Bottom line: While the sub-prime mortgage virus has temporarily infected banks, hedge funds, insurance companies and other institutions, most of Middle America is doing just fine, thank you very much.
Sheila Bair, the very smart chair of the Federal Deposit Insurance Corporation, told me in an interview that 85 percent of the outstanding sub-prime mortgages at her member banks are being serviced on time. She also reports that the banking system is highly profitable and that capital adequacy is oversubscribed. Others report that less than 1 percent of the entire mortgage total in this country is in default, a minuscule amount.
The biggest problem in the stock market is that the sub-prime virus has caused a temporary credit and trading freeze. Markets have already devalued mortgage bond prices, but the banks are loath to acknowledge price drops that would translate into sizable third-quarter profit losses. This is silly and shortsighted. Countrywide, for example, the nation's largest mortgage lender, has seen its stock drop by 40 percent; Bear Stearns has fallen 35 percent.
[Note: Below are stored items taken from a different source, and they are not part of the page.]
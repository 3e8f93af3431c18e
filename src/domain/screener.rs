//! Trend-pullback stock screener.
//!
//! A long needs three things on the latest bar:
//!
//! - an uptrend: close above its moving average and a rising close channel
//!   (both bounds of the prior channel above the channel a few bars earlier);
//! - a pullback: close retraced from the recent high by more than the
//!   configured fraction while staying above the average floor;
//! - sane liquidity and volatility: volume within a band of its average and
//!   ATR within a band of price.
//!
//! The short side mirrors the first two conditions. Every comparison is
//! strict, so values exactly at a threshold give no signal.

use crate::domain::config::ScreenerParams;
use crate::domain::error::TraderError;
use crate::domain::indicator::{atr, highest, lowest, sma};
use crate::domain::ohlcv::{Bar, closes, volumes};
use crate::domain::signal::{Direction, Intent, Signal, new_signal_id};
use crate::domain::strategy::Strategy;

#[derive(Debug, Clone)]
pub struct TrendPullback {
    params: ScreenerParams,
    profit_threshold: f64,
    allow_shorting: bool,
}

/// Indicator values for the latest bar, shared by both sides.
#[derive(Debug, Clone, Copy)]
struct Readings {
    close: f64,
    ma: f64,
    channel_high: f64,
    channel_low: f64,
    earlier_high: f64,
    earlier_low: f64,
    recent_high: f64,
    recent_low: f64,
    volume_ratio: f64,
    avg_volume: f64,
    atr: f64,
}

impl TrendPullback {
    pub fn new(params: ScreenerParams, profit_threshold: f64, allow_shorting: bool) -> Self {
        TrendPullback {
            params,
            profit_threshold,
            allow_shorting,
        }
    }

    pub fn params(&self) -> &ScreenerParams {
        &self.params
    }

    fn readings(&self, bars: &[Bar]) -> Option<Readings> {
        let p = &self.params;
        let closes = closes(bars);
        let volumes = volumes(bars);
        let last = closes.len() - 1;
        let prior = &closes[..last];
        let earlier = &closes[..last - p.channel_rise_lookback];
        let avg_volume = sma(&volumes, p.volume_period)?;

        Some(Readings {
            close: closes[last],
            ma: sma(&closes, p.ma_period)?,
            channel_high: highest(prior, p.channel_period)?,
            channel_low: lowest(prior, p.channel_period)?,
            earlier_high: highest(earlier, p.channel_period)?,
            earlier_low: lowest(earlier, p.channel_period)?,
            recent_high: highest(prior, p.pullback_window)?,
            recent_low: lowest(prior, p.pullback_window)?,
            volume_ratio: if avg_volume > 0.0 {
                volumes[last] / avg_volume
            } else {
                0.0
            },
            avg_volume,
            atr: atr(bars, p.atr_period)?,
        })
    }

    fn passes_filters(&self, r: &Readings) -> bool {
        let p = &self.params;
        let volume_ok = r.volume_ratio > p.min_volume_ratio
            && r.volume_ratio < p.max_volume_ratio
            && r.avg_volume >= p.min_avg_volume;
        let atr_pct = if r.close > 0.0 { r.atr / r.close } else { 0.0 };
        let volatility_ok = atr_pct > p.min_atr_pct && atr_pct < p.max_atr_pct;
        volume_ok && volatility_ok
    }

    /// Pullback depth for a long, or `None` when the long rule fails.
    fn long_setup(&self, r: &Readings) -> Option<f64> {
        let p = &self.params;
        let uptrend = r.close > r.ma
            && r.channel_high > r.earlier_high
            && r.channel_low > r.earlier_low;
        if !uptrend || r.recent_high <= 0.0 {
            return None;
        }
        let depth = (r.recent_high - r.close) / r.recent_high;
        let above_floor = r.close > r.ma * (1.0 + p.ma_floor_pct);
        (depth > p.min_pullback_pct && above_floor).then_some(depth)
    }

    /// Rally height for a short, or `None` when the short rule fails.
    fn short_setup(&self, r: &Readings) -> Option<f64> {
        let p = &self.params;
        let downtrend = r.close < r.ma
            && r.channel_high < r.earlier_high
            && r.channel_low < r.earlier_low;
        if !downtrend || r.recent_low <= 0.0 {
            return None;
        }
        let height = (r.close - r.recent_low) / r.recent_low;
        let below_ceiling = r.close < r.ma * (1.0 - p.ma_floor_pct);
        (height > p.min_pullback_pct && below_ceiling).then_some(height)
    }

    /// Mean of pullback depth, trend margin and volume normality, each
    /// scaled to [0, 1].
    fn strength(&self, r: &Readings, depth: f64) -> f64 {
        let p = &self.params;
        let depth_score = if p.min_pullback_pct > 0.0 {
            depth / (2.0 * p.min_pullback_pct)
        } else {
            1.0
        };
        let margin = if r.ma > 0.0 {
            (r.close / r.ma - 1.0).abs()
        } else {
            0.0
        };
        let trend_score = if p.max_atr_pct > 0.0 {
            margin / p.max_atr_pct
        } else {
            0.0
        };
        let volume_score = 1.0 - (r.volume_ratio - 1.0).abs();
        let mean = (depth_score.clamp(0.0, 1.0)
            + trend_score.clamp(0.0, 1.0)
            + volume_score.clamp(0.0, 1.0))
            / 3.0;
        mean.clamp(0.0, 1.0)
    }
}

pub fn required_bars(params: &ScreenerParams) -> usize {
    params
        .ma_period
        .max(params.channel_period + params.channel_rise_lookback + 1)
        .max(params.volume_period)
        .max(params.atr_period + 1)
        .max(params.pullback_window + 1)
}

impl Strategy for TrendPullback {
    fn name(&self) -> &'static str {
        "trend_pullback"
    }

    fn required_bars(&self) -> usize {
        required_bars(&self.params)
    }

    fn generate_signal(&self, ticker: &str, bars: &[Bar]) -> Result<Signal, TraderError> {
        let minimum = self.required_bars();
        if bars.len() < minimum {
            return Err(TraderError::InsufficientHistory {
                ticker: ticker.to_string(),
                bars: bars.len(),
                minimum,
            });
        }

        let latest = &bars[bars.len() - 1];
        let none = || Signal::none(ticker, latest.close, latest.timestamp);

        let Some(r) = self.readings(bars) else {
            return Ok(none());
        };
        if !self.passes_filters(&r) {
            return Ok(none());
        }

        let pct = self.profit_threshold / 100.0;
        let stop_distance = self.params.atr_stop_multiple * r.atr;
        let (direction, depth, stop_price, target_price) =
            if let Some(depth) = self.long_setup(&r) {
                (Direction::Long, depth, r.close - stop_distance, r.close * (1.0 + pct))
            } else if self.allow_shorting {
                match self.short_setup(&r) {
                    Some(height) => (
                        Direction::Short,
                        height,
                        r.close + stop_distance,
                        r.close * (1.0 - pct),
                    ),
                    None => return Ok(none()),
                }
            } else {
                return Ok(none());
            };

        Ok(Signal {
            id: new_signal_id(),
            ticker: ticker.to_string(),
            direction,
            intent: Intent::Open,
            strength: self.strength(&r, depth),
            reference_price: r.close,
            limit_price: r.close,
            stop_price,
            target_price,
            timestamp: latest.timestamp,
        })
    }
}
The sooner financial companies liquidate their losses, the faster markets will return to normalcy. The system is deleveraging, which in the long-term is a very healthy correction. Leveraged corporate loans are actually starting to trade-up once again, undoubtedly reflecting the money-good profits behind them.
Federal Reserve officials believe we have a temporary liquidity issue, not a solvency crisis. So, at the prevailing interest-rate target, the Fed and other central banks are prudently injecting $131 billion of new cash to "facilitate the orderly functioning" of markets. Fed chairman Ben Bernanke has the story right.
And so does President Bush, who is arguing against government bailouts, which would wind up rewarding banks, hedge funds, and unscrupulous lenders for their poor judgment. (Do U.S. taxpayers really want to finance France's BNP Paribas?) Market forces will see us through this correction. Mr. Bush is also on the money with his opposition to any and all tax increases, which would damage the work and business incentives that have been such a success in Middle America.
Nobody likes stiff stock market corrections. But if folks step back a bit they'll see the many positives -- the jobs, the incomes, and the profits -- that will carry us through this difficult period.
They'll see Main Street -- working and prospering.